A victory for environmental protesters at the Fairy Creek blockade. Forestry company Teal Cedar has lost a court application that would have required more police enforcement.

As of 4pm today, September 28, the RCMP enforcement of the Teal Cedar injunction at the Fairy Creek Watershed came to an end. This will allow protestors to remain on the Teal Cedar logging grounds without removal from police.

The decision was released today, following a hearing to extend the injunction on September 14-17. The injunction had been in place since the end of April on a six-month term.

The judge presiding over the case, Justice Douglas Thompson, recently released a full statement on reasons for his ruling. Contained within them the RCMP decisions surrounding enforcement of the injunction has given the courts a black eye.

“Methods of enforcement of the Court’s order have led to serious and substantial infringement of civil liberties, including impairment of the freedom of the press to a marked degree,” Thompson says. “All of this has been done in the name of enforcing this Court’s order, adding to the already substantial risk to the Court’s reputation whenever an injunction pulls the Court into this type of dispute between citizens and the government.”

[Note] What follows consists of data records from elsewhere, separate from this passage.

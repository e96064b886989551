pub mod connection;
pub mod fixtures;
pub mod migrations;
pub mod repositories;

pub use connection::{connect, connect_with_settings, DbPool};
pub use repositories::{
    AnalyticsRepository, ConversationRepository, LeadRepository, MessageRepository,
    PlanRepository, PromptRepository, RepositoryError, TenantRepository, UserRepository,
};
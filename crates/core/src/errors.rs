use thiserror::Error;

/// A string did not name any variant of a persisted enum.
#[derive(Clone, Debug, Error, PartialEq, Eq)]
#[error("unknown {kind} value `{value}`")]
pub struct UnknownEnumValue {
    pub kind: &'static str,
    pub value: String,
}

/// Authentication failures raised before any business logic runs.
///
/// The resolution middleware is the only place these are translated into
/// boundary responses; nothing downstream re-checks credentials.
#[derive(Clone, Debug, Error, PartialEq, Eq)]
pub enum AuthError {
    #[error("missing tenant header")]
    MissingTenantHeader,
    #[error("missing API key header")]
    MissingApiKey,
    #[error("tenant `{slug}` not found")]
    TenantNotFound { slug: String },
    #[error("tenant `{slug}` is not active (status: {status})")]
    TenantSuspended { slug: String, status: String },
    #[error("invalid API key")]
    InvalidCredentials,
    #[error("default tenant `{slug}` is not configured")]
    DefaultTenantMissing { slug: String },
}

impl AuthError {
    /// Message safe to return to the caller. Never includes key material
    /// or another tenant's identifiers.
    pub fn user_message(&self) -> String {
        match self {
            Self::MissingTenantHeader => "Missing tenant header".to_owned(),
            Self::MissingApiKey => "Missing API key header".to_owned(),
            Self::TenantNotFound { slug } => format!("Tenant '{slug}' not found"),
            Self::TenantSuspended { slug, .. } => format!("Tenant '{slug}' is not active"),
            Self::InvalidCredentials => "Invalid API key".to_owned(),
            Self::DefaultTenantMissing { .. } => "Default tenant not configured".to_owned(),
        }
    }
}

#[derive(Clone, Debug, Error, PartialEq, Eq)]
pub enum DomainError {
    #[error("validation failed: {0}")]
    Validation(String),
    #[error("{entity} `{value}` already exists")]
    Conflict { entity: &'static str, value: String },
    #[error("{0} not found")]
    NotFound(&'static str),
    #[error("cross-tenant reference rejected: {0}")]
    IsolationViolation(String),
    #[error(transparent)]
    UnknownValue(#[from] UnknownEnumValue),
}

#[cfg(test)]
mod tests {
    use super::{AuthError, DomainError, UnknownEnumValue};

    #[test]
    fn auth_error_messages_never_mention_keys() {
        let errors = [
            AuthError::MissingTenantHeader,
            AuthError::MissingApiKey,
            AuthError::TenantNotFound { slug: "acme".to_owned() },
            AuthError::TenantSuspended { slug: "acme".to_owned(), status: "suspended".to_owned() },
            AuthError::InvalidCredentials,
            AuthError::DefaultTenantMissing { slug: "default".to_owned() },
        ];

        for error in errors {
            let message = error.user_message();
            assert!(!message.contains('$'), "hash material leaked: {message}");
            assert!(!message.to_ascii_lowercase().contains("hash"));
        }
    }

    #[test]
    fn suspended_message_omits_concrete_status() {
        let error =
            AuthError::TenantSuspended { slug: "acme".to_owned(), status: "cancelled".to_owned() };
        assert_eq!(error.user_message(), "Tenant 'acme' is not active");
    }

    #[test]
    fn unknown_enum_value_formats_kind_and_value() {
        let error: DomainError =
            UnknownEnumValue { kind: "funnel stage", value: "warmish".to_owned() }.into();
        assert_eq!(error.to_string(), "unknown funnel stage value `warmish`");
    }
}
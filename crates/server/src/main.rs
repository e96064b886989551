mod analytics;
mod bootstrap;
mod chat;
mod errors;
mod health;
mod prompts;
mod tenancy;
mod tenants;
mod tools_impl;

use anyhow::Result;
use funnelbot_core::config::{AppConfig, LoadOptions};

fn init_logging(config: &AppConfig) {
    use funnelbot_core::config::LogFormat::*;
    use tracing::Level;

    let log_level = config.logging.level.parse::<Level>().unwrap_or(Level::INFO);

    match config.logging.format {
        Compact => {
            tracing_subscriber::fmt().with_target(false).with_max_level(log_level).compact().init();
        }
        Pretty => {
            tracing_subscriber::fmt().with_target(false).with_max_level(log_level).pretty().init();
        }
        Json => {
            tracing_subscriber::fmt().with_target(false).with_max_level(log_level).json().init();
        }
    }
}

#[tokio::main]
async fn main() -> Result<()> {
    run().await
}

pub async fn run() -> Result<()> {
    let config = AppConfig::load(LoadOptions::default())?;
    init_logging(&config);

    let state = bootstrap::bootstrap_with_config(config).await?;

    health::spawn(
        &state.config.server.bind_address,
        state.config.server.health_check_port,
        state.db_pool.clone(),
    )
    .await?;

    let address =
        format!("{}:{}", state.config.server.bind_address, state.config.server.port);
    let listener = tokio::net::TcpListener::bind(&address).await?;

    tracing::info!(
        bind_address = %address,
        multi_tenant = state.config.tenancy.multi_tenant_enabled,
        default_tenant = %state.config.tenancy.default_tenant_slug,
        "funnelbot-server started"
    );

    let router = bootstrap::router(state);
    axum::serve(listener, router).with_graceful_shutdown(wait_for_shutdown()).await?;

    tracing::info!("funnelbot-server stopping");
    Ok(())
}

async fn wait_for_shutdown() {
    let _ = tokio::signal::ctrl_c().await;
}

He pointed to the RCMP’s use of the “Thin Blue Line” patch which had been barred by the national RCMP as one questionable decision. The patch was released during police protests that followed the George Floyd killing in May 2020. It symbolizes police as the thin blue line between order and anarchy. He says that some people of Indigenous descent see the patch as symbolic of the RCMP’s involvement in enforcing policies that brought about the genocide of Indigenous peoples.

There were also other issues involving freedoms of press, including the detainment of a reporter covering the protests, which drew some public attention.

The latest Lake Cowichan RCMP update had arrest totals at 1101 individuals, with 110 of those individuals being arrested multiple times (a total of 261 times between them). The injunction saw RCMP officers removing protesters from a myriad of devices, including tripods, locking devices, and trenches.

The activities were highly publicized from both police, through daily press releases, and protestors, on the Fairy Creek Blockade Facebook page.

While the end of the injunction has come, Justice still says that arrests can be made to protestors who break the law, which could include some tactics protesters have used, like digging trenches through roads.